• RECORDS SHOWN
Content starts

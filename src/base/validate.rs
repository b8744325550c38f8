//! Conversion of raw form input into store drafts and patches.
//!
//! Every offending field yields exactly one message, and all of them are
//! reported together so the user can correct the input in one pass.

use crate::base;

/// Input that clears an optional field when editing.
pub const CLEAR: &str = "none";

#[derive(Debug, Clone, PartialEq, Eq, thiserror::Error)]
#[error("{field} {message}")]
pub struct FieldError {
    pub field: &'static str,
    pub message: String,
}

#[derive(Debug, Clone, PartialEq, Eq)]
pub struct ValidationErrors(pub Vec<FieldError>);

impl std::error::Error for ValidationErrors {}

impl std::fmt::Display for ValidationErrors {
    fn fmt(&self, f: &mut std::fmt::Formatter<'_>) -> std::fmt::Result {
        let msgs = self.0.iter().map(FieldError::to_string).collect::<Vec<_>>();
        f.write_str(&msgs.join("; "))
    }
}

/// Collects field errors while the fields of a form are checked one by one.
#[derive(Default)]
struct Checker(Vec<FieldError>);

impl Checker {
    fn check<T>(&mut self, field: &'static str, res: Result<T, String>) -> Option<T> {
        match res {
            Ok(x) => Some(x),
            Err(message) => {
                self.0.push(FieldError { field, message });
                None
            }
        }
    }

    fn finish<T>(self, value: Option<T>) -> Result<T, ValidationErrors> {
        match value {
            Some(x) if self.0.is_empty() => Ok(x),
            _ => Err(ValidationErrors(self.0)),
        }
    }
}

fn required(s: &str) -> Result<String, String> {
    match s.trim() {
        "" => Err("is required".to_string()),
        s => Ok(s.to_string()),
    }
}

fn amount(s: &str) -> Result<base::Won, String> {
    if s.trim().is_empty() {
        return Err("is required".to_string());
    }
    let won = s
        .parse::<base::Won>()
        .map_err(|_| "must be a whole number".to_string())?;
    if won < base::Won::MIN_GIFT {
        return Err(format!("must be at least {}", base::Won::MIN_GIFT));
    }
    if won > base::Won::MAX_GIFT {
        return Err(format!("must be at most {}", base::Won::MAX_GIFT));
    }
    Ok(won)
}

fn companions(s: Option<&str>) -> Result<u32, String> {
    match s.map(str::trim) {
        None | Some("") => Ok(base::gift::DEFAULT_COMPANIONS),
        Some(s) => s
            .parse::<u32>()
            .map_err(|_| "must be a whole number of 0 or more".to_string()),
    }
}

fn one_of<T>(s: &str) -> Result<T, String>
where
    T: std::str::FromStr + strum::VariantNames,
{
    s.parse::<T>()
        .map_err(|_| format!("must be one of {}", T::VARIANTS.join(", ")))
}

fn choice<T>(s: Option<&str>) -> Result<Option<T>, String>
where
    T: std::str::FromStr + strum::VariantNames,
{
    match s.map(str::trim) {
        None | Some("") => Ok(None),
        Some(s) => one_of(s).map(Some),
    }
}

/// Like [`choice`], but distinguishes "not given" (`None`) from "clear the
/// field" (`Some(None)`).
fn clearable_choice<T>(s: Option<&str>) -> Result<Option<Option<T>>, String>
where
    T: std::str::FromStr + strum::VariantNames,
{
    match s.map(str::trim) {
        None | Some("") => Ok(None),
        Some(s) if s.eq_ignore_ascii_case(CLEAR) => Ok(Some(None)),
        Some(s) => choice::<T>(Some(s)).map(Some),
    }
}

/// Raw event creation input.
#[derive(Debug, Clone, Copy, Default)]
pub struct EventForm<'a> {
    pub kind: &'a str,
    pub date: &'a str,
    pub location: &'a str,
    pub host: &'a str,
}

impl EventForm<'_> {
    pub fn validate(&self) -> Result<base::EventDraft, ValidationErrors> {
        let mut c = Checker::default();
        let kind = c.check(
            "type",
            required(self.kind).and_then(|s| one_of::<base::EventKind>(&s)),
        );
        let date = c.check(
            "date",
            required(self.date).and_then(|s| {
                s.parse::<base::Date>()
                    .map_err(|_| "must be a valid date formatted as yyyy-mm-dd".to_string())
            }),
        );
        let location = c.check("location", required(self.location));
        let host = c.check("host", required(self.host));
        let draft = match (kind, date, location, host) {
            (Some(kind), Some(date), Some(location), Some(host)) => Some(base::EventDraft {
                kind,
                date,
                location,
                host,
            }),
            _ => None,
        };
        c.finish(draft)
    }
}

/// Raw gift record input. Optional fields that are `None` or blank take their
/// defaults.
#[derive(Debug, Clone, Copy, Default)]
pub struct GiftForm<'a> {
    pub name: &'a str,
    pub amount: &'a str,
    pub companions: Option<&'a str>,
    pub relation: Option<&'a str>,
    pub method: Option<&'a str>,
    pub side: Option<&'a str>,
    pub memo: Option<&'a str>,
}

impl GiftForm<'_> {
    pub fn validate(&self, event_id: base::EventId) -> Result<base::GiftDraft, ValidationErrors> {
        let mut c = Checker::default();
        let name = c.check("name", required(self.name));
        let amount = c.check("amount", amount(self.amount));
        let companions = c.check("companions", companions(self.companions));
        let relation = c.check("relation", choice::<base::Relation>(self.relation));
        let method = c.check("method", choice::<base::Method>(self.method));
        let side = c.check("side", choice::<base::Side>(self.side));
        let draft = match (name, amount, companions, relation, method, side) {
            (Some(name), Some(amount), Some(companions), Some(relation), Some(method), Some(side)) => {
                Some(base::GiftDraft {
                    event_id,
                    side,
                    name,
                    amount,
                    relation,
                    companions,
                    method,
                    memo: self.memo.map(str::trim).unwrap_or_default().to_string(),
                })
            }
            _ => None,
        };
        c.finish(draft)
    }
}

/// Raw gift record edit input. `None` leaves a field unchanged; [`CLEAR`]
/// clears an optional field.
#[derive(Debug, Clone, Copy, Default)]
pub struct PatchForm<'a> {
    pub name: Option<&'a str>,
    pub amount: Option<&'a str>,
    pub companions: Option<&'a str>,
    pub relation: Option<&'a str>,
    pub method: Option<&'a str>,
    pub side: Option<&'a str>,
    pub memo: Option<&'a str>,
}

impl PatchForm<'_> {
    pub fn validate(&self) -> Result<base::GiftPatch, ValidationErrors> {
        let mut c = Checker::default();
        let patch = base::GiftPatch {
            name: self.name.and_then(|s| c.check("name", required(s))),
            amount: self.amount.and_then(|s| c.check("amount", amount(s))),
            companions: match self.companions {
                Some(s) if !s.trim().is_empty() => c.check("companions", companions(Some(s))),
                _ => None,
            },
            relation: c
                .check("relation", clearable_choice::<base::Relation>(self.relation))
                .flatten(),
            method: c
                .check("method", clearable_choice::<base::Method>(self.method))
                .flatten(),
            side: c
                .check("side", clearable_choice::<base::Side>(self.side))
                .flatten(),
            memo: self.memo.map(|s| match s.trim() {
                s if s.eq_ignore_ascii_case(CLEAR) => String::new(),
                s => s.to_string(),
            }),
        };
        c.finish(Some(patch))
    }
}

Content ends

• WHAT IS EXPECTED
Check every line above for the string "message", and copy the ones that have it.

• SOLUTION TO THIS PROBLEM
//! Every offending field yields exactly one message, and all of them are
#[error("{field} {message}")]
    pub message: String,
            Err(message) => {
                self.0.push(FieldError { field, message });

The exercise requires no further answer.